ここでは、以下の内容について説明します。

ここでは、BEA Tuxedo システムで トランザクション CORBA アプリケーションを作成するのに必要な情報を提供します。始める前に、トランザクションについてを読む必要があります。

 


トランザクション・サービスについて

BEA Tuxedo は、CORBA アプリケーションでのトランザクションをサポートするトランザクション・サービスを提供します。トランザクション・サービスは、OMG CORBA サービス Transaction Service Specificationで記述されている CORBA サービス・トランザクション・サービスのインプリメンテーションを提供します。この仕様では、トランザクション機能を提供するオブジェクト・サービスのインターフェイスを定義しています。

 


機能と制限事項

ここでは、以下の内容について説明します。

ここでは、CORBA アプリケーションをサポートするトランザクション・サービスの機能と制限事項を説明します。

委譲型コミットによるライトウェイト・クライアント

ライトウェイト・クライアントは、不定期的に使用される単一ユーザの未管理デスクトップ・システム上で動作します。所有者は、使用しない場合にそれぞれのデスクトップ・システムをオフにすることができます。単一ユーザの未管理デスクトップ・システムでは、トランザクションの調整などのネットワーク機能の実行は要求できません。特に、未管理システムでは、サーバ・リソースを必要とするトランザクションの失敗に対して原子性、一貫性、独立性、持続性などの ACID 特性を保証する役割を果たすことはできません。BEA Tuxedo CORBA リモート・クライアントは、ライトウェイト・クライアントです。

トランザクション・サービスでは、ライトウェイト・クライアントは委譲型コミットを実行できます。つまり、サーバ・マシンで動作しているトランザクション・マネージャにトランザクションの調整が委譲されているときに、トランザクションを開始および終了できます。クライアント・アプリケーションは、ローカル・トランザクション・サーバを必要としません。CORBA クライアントが使用するリモート TransactionCurrent インプリメンテーションは、実際のトランザクションの調整をサーバ上のトランザクション・マネージャに委譲します。

INS を使用するサード・パーティ・クライアントのサポート

BEA Tuxedo リリース 8.0 以降では、CORBA インターオペラブル・ネーミング・サービス (INS) がサポートされます。したがって、CORBA のオブジェクト・トランザクション・サービス (OTS) をインプリメントしたクライアントは、BEA Tuxedo CORBA サーバと通信し、トランザクションを開始および終了できます。INS を使用すると、標準 OTS IDL ファイルをコンパイルし、使用可能なスタブ・ファイルを作成できるサード・パーティ・クライアント ORB は、BEA Tuxedo CORBA トランザクション・マネージャと対話できます。ただし、サード・パーティ ORB をリソース・マネージャとして使用できるようにするトランザクション調整インターフェイスがサポートされていないため、この対話処理は制限されます。BEA 提供のリソース・マネージャや XA 準拠のリソース・マネージャのみが、トランザクションの調整に参加できます。さらに、BEA 提供および XA 準拠のリソース・マネージャは、トランザクションの調整に対して CORBA の OTS ではなく XA プロトコルを使用する場合にのみ、トランザクションの調整に参加できます。

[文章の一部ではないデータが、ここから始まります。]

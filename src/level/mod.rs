//! Text level files → [`World`](crate::world::World).

mod loader;
mod raw;

pub use loader::{Level, Spawn, build_level, load_level, parse_level, read_level};
pub use raw::{LevelError, RawCamera, RawLevel, RawSector, RawWall, read_raw_level};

つまり、サード・パーティ・クライアント ORB を使用して、トランザクションを開始できます。また、クライアントは、トランザクションのロールバックまたはコミットを要求できますが、クライアント ORB は、CORBA の OTS を使用して 2 フェーズ・コミット・プロトコルの調整に参加することはできません。

マルチスレッド・トランザクション・クライアントのサポート

リリース 8.0 では、BEA Tuxedo CORBA は、トランザクション処理を行わないクライアントとトランザクション処理を行うクライアントに対してマルチスレッド・クライアントをサポートします。

トランザクションの伝達 (CORBA のみ)

CORBA アプリケーションの場合、OMG CORBA のトランザクション・サービス仕様で、クライアントがトランザクション・コンテキストの伝達を暗黙的にするか明示的にするかを選択できることが規定されています。BEA Tuxedo では、暗黙的な伝達を提供します。明示的な伝達はできる限り使用しないでください。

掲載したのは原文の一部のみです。